Activity:
From the listing below, pull out the lines that hold "blocks".

Extracted information:
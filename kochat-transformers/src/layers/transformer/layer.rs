//! Transformer layer shared by the GPT-2 decoder and the ELECTRA encoder.
use candle_core::{ModuleT, Tensor};
use candle_nn::VarBuilder;
use snafu::{ResultExt, Snafu};

use crate::architectures::{BuildDecoderLayer, BuildEncoderLayer, DecoderLayer, EncoderLayer};
use crate::error::BoxedError;
use crate::kv_cache::LayerKeyValueCache;
use crate::layers::attention::{Attention, AttentionMask, BuildAttention, SelfAttentionConfig};
use crate::layers::build_module::BuildModule;
use crate::layers::feedforward::PointwiseFeedForwardConfig;
use crate::layers::identity::Identity;

/// Transformer layer configuration.
///
/// The same configuration describes pre-norm layers (GPT-2), where the
/// attention and feed-forward blocks normalize their inputs, and post-norm
/// layers (BERT, ELECTRA), where the residual connections are normalized.
#[derive(Debug)]
pub struct TransformerLayerConfig {
    attention: SelfAttentionConfig,
    attn_residual_layer_norm: Box<dyn BuildModule>,
    feedforward: PointwiseFeedForwardConfig,
    ffn_residual_layer_norm: Box<dyn BuildModule>,
}

impl TransformerLayerConfig {
    /// Attention block configuration.
    ///
    /// Default: `SelfAttentionConfig::default()`
    pub fn attention(mut self, attention: SelfAttentionConfig) -> Self {
        self.attention = attention;
        self
    }

    /// Normalization of the attention output after the residual connection.
    ///
    /// Default: `Identity`
    pub fn attn_residual_layer_norm(mut self, attn_residual_layer_norm: Box<dyn BuildModule>) -> Self {
        self.attn_residual_layer_norm = attn_residual_layer_norm;
        self
    }

    /// Feed-forward block configuration.
    ///
    /// Default: `PointwiseFeedForwardConfig::default()`
    pub fn feedforward(mut self, feedforward: PointwiseFeedForwardConfig) -> Self {
        self.feedforward = feedforward;
        self
    }

    /// Normalization of the feed-forward output after the residual
    /// connection.
    ///
    /// Default: `Identity`
    pub fn ffn_residual_layer_norm(mut self, ffn_residual_layer_norm: Box<dyn BuildModule>) -> Self {
        self.ffn_residual_layer_norm = ffn_residual_layer_norm;
        self
    }

    fn build_layer(&self, vb: VarBuilder) -> Result<TransformerLayer, TransformerLayerError> {
        Ok(TransformerLayer {
            attention: self
                .attention
                .build(vb.push_prefix("attention"))
                .context(BuildAttentionSnafu)?,
            attn_residual_layer_norm: self
                .attn_residual_layer_norm
                .build(vb.push_prefix("attn_residual_layer_norm"))
                .context(BuildLayerNormSnafu)?,
            ffn: self
                .feedforward
                .build(vb.push_prefix("ffn"))
                .context(BuildFeedForwardSnafu)?,
            ffn_residual_layer_norm: self
                .ffn_residual_layer_norm
                .build(vb.push_prefix("ffn_residual_layer_norm"))
                .context(BuildLayerNormSnafu)?,
        })
    }
}

impl Default for TransformerLayerConfig {
    fn default() -> Self {
        Self {
            attention: SelfAttentionConfig::default(),
            attn_residual_layer_norm: Box::new(Identity),
            feedforward: PointwiseFeedForwardConfig::default(),
            ffn_residual_layer_norm: Box::new(Identity),
        }
    }
}

impl BuildDecoderLayer for TransformerLayerConfig {
    type Cache = LayerKeyValueCache;

    fn build_decoder_layer(
        &self,
        vb: VarBuilder,
    ) -> Result<Box<dyn DecoderLayer<Cache = Self::Cache>>, BoxedError> {
        Ok(Box::new(TransformerDecoderLayer {
            inner: self.build_layer(vb)?,
        }))
    }
}

impl BuildEncoderLayer for TransformerLayerConfig {
    fn build_encoder_layer(&self, vb: VarBuilder) -> Result<Box<dyn EncoderLayer>, BoxedError> {
        Ok(Box::new(TransformerEncoderLayer {
            inner: self.build_layer(vb)?,
        }))
    }
}

#[derive(Debug, Snafu)]
pub enum TransformerLayerError {
    #[snafu(display("Cannot build attention layer"))]
    BuildAttention { source: BoxedError },

    #[snafu(display("Cannot build feed-forward layer"))]
    BuildFeedForward { source: BoxedError },

    #[snafu(display("Cannot build layer norm"))]
    BuildLayerNorm { source: BoxedError },

    #[snafu(display("Cannot apply point-wise feed-forward layer"))]
    FeedForward { source: candle_core::Error },

    #[snafu(display("Cannot apply residual connection"))]
    Residual { source: candle_core::Error },

    #[snafu(display("Cannot apply self-attention"))]
    SelfAttention { source: BoxedError },
}

/// Attention and feed-forward blocks, each with a residual connection.
struct TransformerLayer {
    attention: Box<dyn Attention>,
    attn_residual_layer_norm: Box<dyn ModuleT>,
    ffn: Box<dyn ModuleT>,
    ffn_residual_layer_norm: Box<dyn ModuleT>,
}

impl TransformerLayer {
    /// Transform hidden states of shape `(batch_size, seq_len, width)`.
    ///
    /// Decoder layers attend causally and extend `cache` with the keys
    /// and values of `input`. Encoder layers pass an unused cache.
    fn forward(
        &self,
        input: &Tensor,
        attention_mask: &AttentionMask,
        cache: &mut LayerKeyValueCache,
        positions: Option<&Tensor>,
        train: bool,
        use_causal_mask: bool,
    ) -> Result<Tensor, TransformerLayerError> {
        let attn_out = self
            .attention
            .forward_t(
                input,
                attention_mask,
                cache,
                positions,
                train,
                use_causal_mask,
            )
            .context(SelfAttentionSnafu)?;

        let residual = (input + attn_out)
            .and_then(|xs| self.attn_residual_layer_norm.forward_t(&xs, train))
            .context(ResidualSnafu)?;

        let ffn_out = self
            .ffn
            .forward_t(&residual, train)
            .context(FeedForwardSnafu)?;

        (residual + ffn_out)
            .and_then(|xs| self.ffn_residual_layer_norm.forward_t(&xs, train))
            .context(ResidualSnafu)
    }
}

/// Layer of a causal decoder.
pub struct TransformerDecoderLayer {
    inner: TransformerLayer,
}

impl DecoderLayer for TransformerDecoderLayer {
    type Cache = LayerKeyValueCache;

    fn forward_t(
        &self,
        input: &Tensor,
        attention_mask: &AttentionMask,
        cache: &mut Self::Cache,
        positions: Option<&Tensor>,
        train: bool,
    ) -> Result<Tensor, BoxedError> {
        Ok(self
            .inner
            .forward(input, attention_mask, cache, positions, train, true)?)
    }
}

/// Layer of a bidirectional encoder.
pub struct TransformerEncoderLayer {
    inner: TransformerLayer,
}

impl EncoderLayer for TransformerEncoderLayer {
    fn forward_t(
        &self,
        input: &Tensor,
        attention_mask: &AttentionMask,
        positions: Option<&Tensor>,
        train: bool,
    ) -> Result<Tensor, BoxedError> {
        Ok(self.inner.forward(
            input,
            attention_mask,
            &mut LayerKeyValueCache::no_cache(),
            positions,
            train,
            false,
        )?)
    }
}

Finished task:
/// attention and feed-forward blocks normalize their inputs, and post-norm
/// Attention and feed-forward blocks, each with a residual connection.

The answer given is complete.